TOP FIVE: A Exploration of David Spade

I set off to write about David Spade’s 1999 movie Lost and Found, because I am an unabashed David Spade fan and I completely bought that he could date both strippers and French cello players. And run a restaurant.  And be a reluctant mentor to Artie Lange. There is nothing my David cannot do, and I won’t be convinced otherwise. Until I tried to watch Lost and Found again, because that movie does not hold up well. You know what? I am undeterred in my belief that David Spade is an underappreciated thespian who, if the world were fair, might end up being my third husband. I present to you, a top 5 list of movies (NOT including 1995’s Tommy Boy, because that’s obvious and we aren’t lazy) where David Spade is perfectly enjoyable:



1.      1.Police Academy 4: Citizens on Patrol (1987) – This is David’s first acting credit, and at the tender age of 23 he simply sparkles as Kyle, a troublemaking skateboarder who is recruited to be one of the aforementioned “Citizens on Patrol.” Look at his hair flipped in full 80s/Farrah Fawcett glory.  Fun trivia fact: Tony Hawk was fired from being David’s skateboarding stunt double because he was too tall. So much charisma in such a small package.

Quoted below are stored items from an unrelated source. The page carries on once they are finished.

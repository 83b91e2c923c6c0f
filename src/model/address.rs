// SPDX-FileCopyrightText: 2026 Bruno Meilick
// SPDX-License-Identifier: LicenseRef-Disview-FreeUse-NoCopy-NoDerivatives
//
// All rights reserved.
//
// This file is part of disview and is proprietary software.
// Unauthorized copying, modification, or distribution is prohibited.

use std::fmt;
use std::str::FromStr;

use serde::{Deserialize, Deserializer, Serialize, Serializer};
use thiserror::Error;

/// Minimum number of hex digits used when rendering an address.
pub const ADDRESS_WIDTH: usize = 8;

/// Marker that introduces a hexadecimal literal in rendered text.
pub const HEX_MARKER: &str = "0x";

/// A virtual address inside the binary under analysis.
///
/// The "unset" sentinel of the analysis engine is modelled as `Option<Address>::None`, so every
/// `Address` value is a real, comparable location.
#[derive(Debug, Clone, Copy, PartialEq, Eq, Hash, PartialOrd, Ord)]
pub struct Address(u64);

impl Address {
    pub const fn new(value: u64) -> Self {
        Self(value)
    }

    pub const fn value(self) -> u64 {
        self.0
    }

    pub fn checked_add(self, delta: u64) -> Option<Self> {
        self.0.checked_add(delta).map(Self)
    }

    /// Byte distance from `base` to `self`, if `self` is not below `base`.
    pub fn offset_from(self, base: Address) -> Option<u64> {
        self.0.checked_sub(base.0)
    }
}

impl From<u64> for Address {
    fn from(value: u64) -> Self {
        Self(value)
    }
}

/// Renders `0x` followed by at least [`ADDRESS_WIDTH`] lowercase hex digits.
///
/// This is the only place addresses are normalized for display; every panel and the fixture
/// engine go through it, so text produced here always parses back to the same value.
impl fmt::Display for Address {
    fn fmt(&self, f: &mut fmt::Formatter<'_>) -> fmt::Result {
        write!(f, "{HEX_MARKER}{:0width$x}", self.0, width = ADDRESS_WIDTH)
    }
}

#[derive(Debug, Clone, PartialEq, Eq, Error)]
pub enum ParseAddressError {
    #[error("address must not be empty")]
    Empty,
    #[error("address {0:?} has no hex digits")]
    MissingDigits(String),
    #[error("address {0:?} contains a non-hex character")]
    InvalidDigit(String),
    #[error("address {0:?} does not fit in 64 bits")]
    Overflow(String),
}

impl FromStr for Address {
    type Err = ParseAddressError;

    /// Accepts `0x1234`, `0X1234` and bare `1234` (always base 16).
    fn from_str(s: &str) -> Result<Self, Self::Err> {
        let trimmed = s.trim();
        if trimmed.is_empty() {
            return Err(ParseAddressError::Empty);
        }

        let digits = trimmed
            .strip_prefix(HEX_MARKER)
            .or_else(|| trimmed.strip_prefix("0X"))
            .unwrap_or(trimmed);
        if digits.is_empty() {
            return Err(ParseAddressError::MissingDigits(trimmed.to_owned()));
        }
        if !digits.chars().all(|ch| ch.is_ascii_hexdigit()) {
            return Err(ParseAddressError::InvalidDigit(trimmed.to_owned()));
        }

        u64::from_str_radix(digits, 16)
            .map(Self)
            .map_err(|_| ParseAddressError::Overflow(trimmed.to_owned()))
    }
}

/// Re-renders user or engine supplied address text in the canonical padded form.
pub fn normalize_address_text(raw: &str) -> Result<String, ParseAddressError> {
    raw.parse::<Address>().map(|address| address.to_string())
}

impl Serialize for Address {
    fn serialize<S: Serializer>(&self, serializer: S) -> Result<S::Ok, S::Error> {
        serializer.collect_str(self)
    }
}

impl<'de> Deserialize<'de> for Address {
    fn deserialize<D: Deserializer<'de>>(deserializer: D) -> Result<Self, D::Error> {
        #[derive(Deserialize)]
        #[serde(untagged)]
        enum Repr {
            Number(u64),
            Text(String),
        }

        match Repr::deserialize(deserializer)? {
            Repr::Number(value) => Ok(Self(value)),
            Repr::Text(text) => text.parse().map_err(serde::de::Error::custom),
        }
    }
}

#[cfg(test)]
mod tests {
    use super::{normalize_address_text, Address, ParseAddressError};

    #[test]
    fn display_pads_to_eight_digits() {
        assert_eq!(Address::new(0x1000).to_string(), "0x00001000");
        assert_eq!(Address::new(0).to_string(), "0x00000000");
    }

    #[test]
    fn display_keeps_wide_addresses_intact() {
        assert_eq!(Address::new(0x1_4000_1000).to_string(), "0x140001000");
    }

    #[test]
    fn parses_prefixed_and_bare_hex() {
        assert_eq!("0x1f".parse::<Address>(), Ok(Address::new(0x1f)));
        assert_eq!("0X1F".parse::<Address>(), Ok(Address::new(0x1f)));
        assert_eq!(" 1f ".parse::<Address>(), Ok(Address::new(0x1f)));
    }

    #[test]
    fn rejects_malformed_text() {
        assert_eq!("".parse::<Address>(), Err(ParseAddressError::Empty));
        assert!(matches!("0x".parse::<Address>(), Err(ParseAddressError::MissingDigits(_))));
        assert!(matches!("0xzz".parse::<Address>(), Err(ParseAddressError::InvalidDigit(_))));
        assert!(matches!(
            "0x1ffffffffffffffff".parse::<Address>(),
            Err(ParseAddressError::Overflow(_))
        ));
    }

    #[test]
    fn normalization_is_shared_by_short_and_long_inputs() {
        assert_eq!(normalize_address_text("0x40").as_deref(), Ok("0x00000040"));
        assert_eq!(normalize_address_text("0x0000000000401000").as_deref(), Ok("0x00401000"));
    }

    #[test]
    fn serde_accepts_numbers_and_hex_strings() {
        let from_text: Address = serde_json::from_str("\"0x2000\"").expect("text");
        let from_number: Address = serde_json::from_str("8192").expect("number");
        assert_eq!(from_text, from_number);
        assert_eq!(serde_json::to_string(&from_text).expect("json"), "\"0x00002000\"");
    }
}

1.       Reality Bites (1994) – I know what you’re thinking – “wait, was he even in that?” The answer is yes, uncredited in one scene. True, it’s not exactly a David Spade vehicle, so much as an amuse-bouche of the charming sarcasm that he would come to be known for. As the Manager of a well-known hotdog chain, David puts Winona Ryder in her place. You can tell she thinks she is too good for the job, and his witty banter quickly lets her know that her degree in Media Studies is as worthless as we all know it is. I’m also left wondering about this character. What are the hopes and dreams of this hot dog vendor Manager? That’s a movie, and a classically American story, I’d like to see.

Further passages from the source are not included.